Zukofsky: the definite article

Last night, I read Charles Bernstein foreword to Prepositions + : The Collected Critical Essays of Louis Zukofsky (Wesleyan University Press -- Prepositions is part of The Wesleyan Centennial Edition of the Complete Critical Writings of Louis Zukofsky).


Louis Zukofsky (1904-1978) was one of the Objectivist poets, a group of second-generation, mainly American Modernists (Zukofsky, Charles Reznikoff, George Oppen, Carl Rakosi, Lorine Niedecker and the British poet Basil Bunting) who emerged in the 1930s heavily influenced by Ezra Pound and William Carlos Williams (the only poet to be published as both an Objectivist and an Imagist poet).
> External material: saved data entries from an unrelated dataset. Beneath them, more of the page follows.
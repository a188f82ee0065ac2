// src/correlate.rs
//! Stability-gated correlation of GPS ground speed with wind speed

use std::fmt;

/// GPS speeds at or below this are too slow to calibrate against
const MIN_REFERENCE_KNOTS: f64 = 2.0;
/// Relative deviation that clears the stability window (maneuver/outlier)
const MAX_DEVIATION: f64 = 0.35;
/// Consecutive compatible fixes required before a pair may be logged
const STABLE_WINDOW_LEN: usize = 4;

/// One correlated calibration pair, immutable once emitted
#[derive(Debug, Clone, Copy, PartialEq)]
pub struct LogRecord {
    pub gps_speed_knots: f64,
    pub wind_speed_knots: f64,
}

impl fmt::Display for LogRecord {
    fn fmt(&self, f: &mut fmt::Formatter<'_>) -> fmt::Result {
        write!(f, "{}, {}", self.gps_speed_knots, self.wind_speed_knots)
    }
}

/// Pairs stable GPS speeds with the most recent wind sample.
///
/// Owns the rolling window of accepted GPS speeds and the single
/// pending-wind slot; the recorder loop holds exactly one instance.
#[derive(Debug, Default)]
pub struct Correlator {
    window: Vec<f64>,
    pending_wind: Option<f64>,
}

impl Correlator {
    pub fn new() -> Self {
        Self::default()
    }

    /// Record a wind speed; only the latest sample between GPS fixes is kept.
    pub fn observe_wind_sample(&mut self, speed_knots: f64) {
        self.pending_wind = Some(speed_knots);
    }

    /// Feed one valid GPS ground speed; returns a pair when the speed has
    /// been stable long enough and a fresh wind sample is pending.
    pub fn observe_gps_fix(&mut self, speed_knots: f64) -> Option<LogRecord> {
        if speed_knots <= MIN_REFERENCE_KNOTS {
            return None;
        }

        // Any buffered member deviating too far means the boat maneuvered;
        // the window restarts from this fix.
        if self
            .window
            .iter()
            .any(|&prior| (1.0 - prior / speed_knots).abs() > MAX_DEVIATION)
        {
            println!("gps clear at {} ({} buffered)", speed_knots, self.window.len());
            self.window.clear();
        }
        self.window.push(speed_knots);

        let record = if self.window.len() >= STABLE_WINDOW_LEN {
            // Pair the incoming speed, not a window average
            self.pending_wind.map(|wind_speed_knots| LogRecord {
                gps_speed_knots: speed_knots,
                wind_speed_knots,
            })
        } else {
            None
        };

        // A pair always needs a wind reading newer than the last GPS fix
        self.pending_wind = None;
        record
    }
}

#[cfg(test)]
mod tests {
    use super::*;

    #[test]
    fn test_compatible_speed_extends_window() {
        let mut correlator = Correlator::new();
        correlator.observe_gps_fix(10.0);
        // 1 - 10/14 = 0.2857, inside the 0.35 limit
        correlator.observe_gps_fix(14.0);
        assert_eq!(correlator.window, vec![10.0, 14.0]);
    }

    #[test]
    fn test_outlier_clears_window() {
        let mut correlator = Correlator::new();
        correlator.observe_gps_fix(10.0);
        // 1 - 10/20 = 0.5, outside the limit: window restarts
        correlator.observe_gps_fix(20.0);
        assert_eq!(correlator.window, vec![20.0]);
    }

    #[test]
    fn test_deviation_checked_against_every_member() {
        let mut correlator = Correlator::new();
        correlator.observe_gps_fix(4.0);
        correlator.observe_gps_fix(5.0);
        correlator.observe_gps_fix(6.0);
        // 7.0 is fine against 6.0 but 1 - 4/7 = 0.43 against the oldest
        correlator.observe_gps_fix(7.0);
        assert_eq!(correlator.window, vec![7.0]);
    }

    #[test]
    fn test_slow_fix_ignored_entirely() {
        let mut correlator = Correlator::new();
        correlator.observe_wind_sample(8.2);
        assert_eq!(correlator.observe_gps_fix(2.0), None);
        assert!(correlator.window.is_empty());
        // A slow fix must not consume the pending wind sample
        assert_eq!(correlator.pending_wind, Some(8.2));
    }

    #[test]
    fn test_emission_requires_stable_window_and_fresh_wind() {
        let mut correlator = Correlator::new();
        assert_eq!(correlator.observe_gps_fix(10.0), None);
        assert_eq!(correlator.observe_gps_fix(10.2), None);
        assert_eq!(correlator.observe_gps_fix(10.1), None);
        correlator.observe_wind_sample(8.2);
        let record = correlator.observe_gps_fix(10.3);
        assert_eq!(
            record,
            Some(LogRecord {
                gps_speed_knots: 10.3,
                wind_speed_knots: 8.2,
            })
        );
    }

    #[test]
    fn test_pending_wind_cleared_after_every_fix() {
        let mut correlator = Correlator::new();
        correlator.observe_wind_sample(8.2);
        for speed in [10.0, 10.2, 10.1] {
            correlator.observe_gps_fix(speed);
        }
        // The wind sample was consumed by the first fix; nothing pends now
        assert_eq!(correlator.observe_gps_fix(10.3), None);

        correlator.observe_wind_sample(8.4);
        assert!(correlator.observe_gps_fix(10.2).is_some());
        // No new wind since: the window is still long enough but no pair
        assert_eq!(correlator.observe_gps_fix(10.1), None);
    }

    #[test]
    fn test_latest_wind_sample_wins() {
        let mut correlator = Correlator::new();
        for speed in [10.0, 10.2, 10.1] {
            correlator.observe_gps_fix(speed);
        }
        correlator.observe_wind_sample(7.0);
        correlator.observe_wind_sample(8.2);
        let record = correlator.observe_gps_fix(10.3).unwrap();
        assert_eq!(record.wind_speed_knots, 8.2);
    }

    #[test]
    fn test_record_line_format() {
        let record = LogRecord {
            gps_speed_knots: 5.3,
            wind_speed_knots: 8.2,
        };
        assert_eq!(record.to_string(), "5.3, 8.2");
    }
}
Bernstein's essay is only very short, but it’s a useful piece for situating Zukofsky. In it he quotes Zukofsky's famous statement that:


... a case can be made out for the poet giving some of his life to the use of the words a and the: both of which are weighted with as much epos and historical destiny as one man can perhaps resolve. Those who do not believe in this are too sure that the little words mean nothing among so many other words."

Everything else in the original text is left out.